06:36 PM PST on Tuesday, December 28, 2010

The Press-Enterprise

The Riverside County district attorney’s office disputes an accountant’s sworn declaration that he was ordered to change a budget analysis to show the office had a surplus and could hire more people, according to court papers filed this week.

The new declarations from outgoing District Attorney Rod Pacheco’s office contend that the accountant, Eric Woolery, was pressured into making a statement that he altered his work to change a $4 million deficit into a $2 million surplus.


District Attorney Rod Pacheco’s statement regarding the job dispute lawsuit and new declarations

District attorney’s response to Riverside County in job dispute lawsuit

Declaration of Riverside County Chief Assistant District Attorney Bill Mitchell

Declaration of former Riverside County Assistant District Attorney Kelly Keenan

Signed declaration of Eric Wooler

The court papers, including a declaration from Chief Assistant District Attorney Bill Mitchell, claim the influence came from county officials and incoming District Attorney-elect Paul Zellerbach, who will be Woolery’s new boss.

In an e-mail to The Press-Enterprise on Tuesday, Woolery said, “My sworn declaration was truthful and accurate and I was not coerced into signing it.”

County Executive Officer Bill Luna and Zellerbach both denied pressuring Woolery.

Zellerbach said he did nothing wrong in talking to Woolery, saying he only told him to be truthful and honest.

“If Mr. Pacheco and Mr. Mitchell view that as pressure on him, than I am guilty of pressuring him to be truthful and honest, which apparently is a concept that is totally foreign to them,” Zellerbach said.
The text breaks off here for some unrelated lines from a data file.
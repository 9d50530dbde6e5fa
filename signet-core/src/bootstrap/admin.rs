//! Administrative principal seeding

use tracing::info;

use crate::{
    config::AdminSeedConfig,
    models::{Claim, NewUser, User},
    repository::{CreateOutcome, IdentityStore},
    service::hash_password,
    Error, Result,
};

/// Ensure exactly one administrative principal exists with its claim
/// set attached.
///
/// Runs after migrations, before service construction. Creation is an
/// atomic get-or-create against the store's username constraint, so
/// concurrent bootstrap of several instances is safe. Claim attachment
/// is conflict-ignoring and performed even when the principal already
/// exists: a prior run that died between creation and claim attachment
/// is healed here.
///
/// # Errors
///
/// * `SeedCreation` if the principal cannot be created
/// * `SeedClaim` if claim attachment fails (retryable on next startup)
pub async fn ensure_admin(store: &dyn IdentityStore, seed: &AdminSeedConfig) -> Result<User> {
    let password_hash = hash_password(&seed.password)
        .await
        .map_err(|e| Error::SeedCreation(e.to_string()))?;

    let outcome = store
        .create_if_absent(NewUser {
            username: seed.username.clone(),
            email: Some(seed.email.clone()),
            // Seeded directly by the operator; no confirmation flow
            email_confirmed: true,
            password_hash,
        })
        .await
        .map_err(|e| Error::SeedCreation(e.to_string()))?;

    match &outcome {
        CreateOutcome::Created(user) => {
            info!(
                username = %user.username,
                id = %user.id,
                "Administrative principal created"
            );
        }
        CreateOutcome::Existing(user) => {
            info!(
                username = %user.username,
                "Administrative principal already exists, skipping creation"
            );
        }
    }

    let user = outcome.user().clone();

    let claims = [Claim::name(&seed.username)];
    store
        .add_claims(user.id, &claims)
        .await
        .map_err(|e| Error::SeedClaim(e.to_string()))?;

    Ok(user)
}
The court papers are connected to a lawsuit that Pacheco filed earlier this month, seeking a judge’s order allowing him to hire 10 new prosecutors and move two of his executives into positions that would protect them from being laid off.
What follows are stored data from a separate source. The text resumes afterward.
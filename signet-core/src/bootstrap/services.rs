//! Service container construction
//!
//! The container replaces a process-wide registry slot with explicit
//! dependency injection: it is built exactly once, at the end of
//! bootstrap, and the resulting handle flows into the request pipeline
//! as shared state. Nothing mutates it after publication and there is
//! no teardown.

use std::sync::Arc;

use sqlx::PgPool;
use tracing::info;

use crate::{
    bootstrap::credential::SigningCredential,
    localization::LocalizationPolicy,
    repository::{IdentityStore, PgIdentityStore},
    Config, Result,
};

/// Container for all resolved services.
pub struct Services {
    pub config: Arc<Config>,
    /// Identity store backing principal lookups
    pub identity_store: Arc<dyn IdentityStore>,
    /// Culture negotiation policy consumed by the localization stage
    pub localization: Arc<LocalizationPolicy>,
    /// Credential the protocol engine signs tokens with
    pub signing: SigningCredential,
    /// Shared connection pool (read-only shared resource after startup)
    pub pool: PgPool,
}

/// Shared reference to the published service container. Cloning the
/// handle is cheap; the container itself is never cloned or replaced.
pub type RegistryHandle = Arc<Services>;

/// Build the service container. Called exactly once, after migrations
/// and admin seeding have completed.
pub fn init_services(
    pool: PgPool,
    config: Arc<Config>,
    signing: SigningCredential,
) -> Result<RegistryHandle> {
    info!("Initializing services...");

    let identity_store: Arc<dyn IdentityStore> = Arc::new(PgIdentityStore::new(pool.clone()));
    info!("Identity store initialized");

    let localization = Arc::new(LocalizationPolicy::from_config(&config.localization));
    info!(
        default_culture = %localization.default_culture(),
        default_ui_culture = %localization.default_ui_culture(),
        "Localization policy initialized"
    );

    if signing.is_ephemeral() {
        info!("Signing credential: ephemeral developer key");
    } else {
        info!("Signing credential: provisioned key file");
    }

    Ok(Arc::new(Services {
        config,
        identity_store,
        localization,
        signing,
        pool,
    }))
}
Pacheco said in a sworn declaration that his office projected a $2.1 million surplus for the fiscal year. Woolery’s declaration was filed in court to counter that claim.

Pacheco did not respond to a phone message Tuesday.

On Monday, Mitchell and former Riverside County Assistant District Attorney Kelly Keenan, now with the Fresno district attorney’s office, filed declarations in which they said Woolery told them he was pressured into signing his sworn declaration.

Mitchell, in his declaration, claimed Woolery told him, “They made me do it. I had to.”

Pacheco’s lawsuit against the county is expected to be thrown out of court Thursday, because nine of the people hired were given other positions, two left the DA’s office and a request for a voluntary demotion was withdrawn.


In his declaration, Woolery said Keenan had reviewed his initial first-quarter financial report for the county, which projected a $4 million deficit for the office. Woolery said in the declaration that Keenan told him, “I need it in the black.”

Woolery then illuminated more budget revisions by him and Keenan that eventually showed a $2.1 million surplus. Woolery said in the court papers, “I do not believe this version is probable.”

In his declaration, Mitchell said Woolery told him that he initially refused to sign the declaration “despite direct requests by the (County) Executive Officer Bill Luna, and Jay Orr, the Assistant Executive Officer.”

Mitchell said Woolery told him that after he refused entreaties by Luna and Orr, Zellerbach came into the office.

“Mr. Woolery told me that he asked Mr. Zellerbach how he would feel about Mr. Woolery executing the declaration. Mr. Zellerbach responded, ‘It would be a good thing. I would like it,’ ” Mitchell quoted Woolery as saying.

“Mr. Woolery told me that, as a result, he felt a tremendous amount of pressure to sign the declaration because Mr. Zellerbach would soon be his boss,” Mitchell claimed.

Luna said Tuesday he only recalled seeing Woolery in a hallway at the County Administration Building.

“I remember saying to him, ‘I know what the right thing to do is, and I hope you do too. Stick to the truth, it’s easier to remember,’ and that is the sum total of it,” Luna recalled on Tuesday.

Orr, on vacation this week, did not return a message relayed to him from his office.

Neither Keenan nor Mitchell’s declarations addressed Woolery’s claim that Keenan told him, “I want it in the black,” referring to the deficit budget analysis.

Keenan said in his declaration that Woolery “never expressed to me in any way that: ‘I do not believe (the First Quarter Budget Report submitted) is probable based on the information available at the time.’ If he had, I would have considered any changes to the Report that he requested.”

In his declaration, Keenan said Woolery had told him, “I’m in self preservation mode now.”

Keenan did not return a phone call. He is now chief assistant district attorney in Fresno County, a position described as second-in-command to the district attorney.


Although the lawsuit seems resolved, Pacheco insisted in a three-page, single-spaced statement issued by his office that the county had “capitulated to our requests in their entirety.”

Pacheco’s office had tried to get 12 frozen positions open, rather than applying for hires in positions that were funded. “He wanted to increase and expand his operation” by seeking the frozen positions, Luna said Tuesday.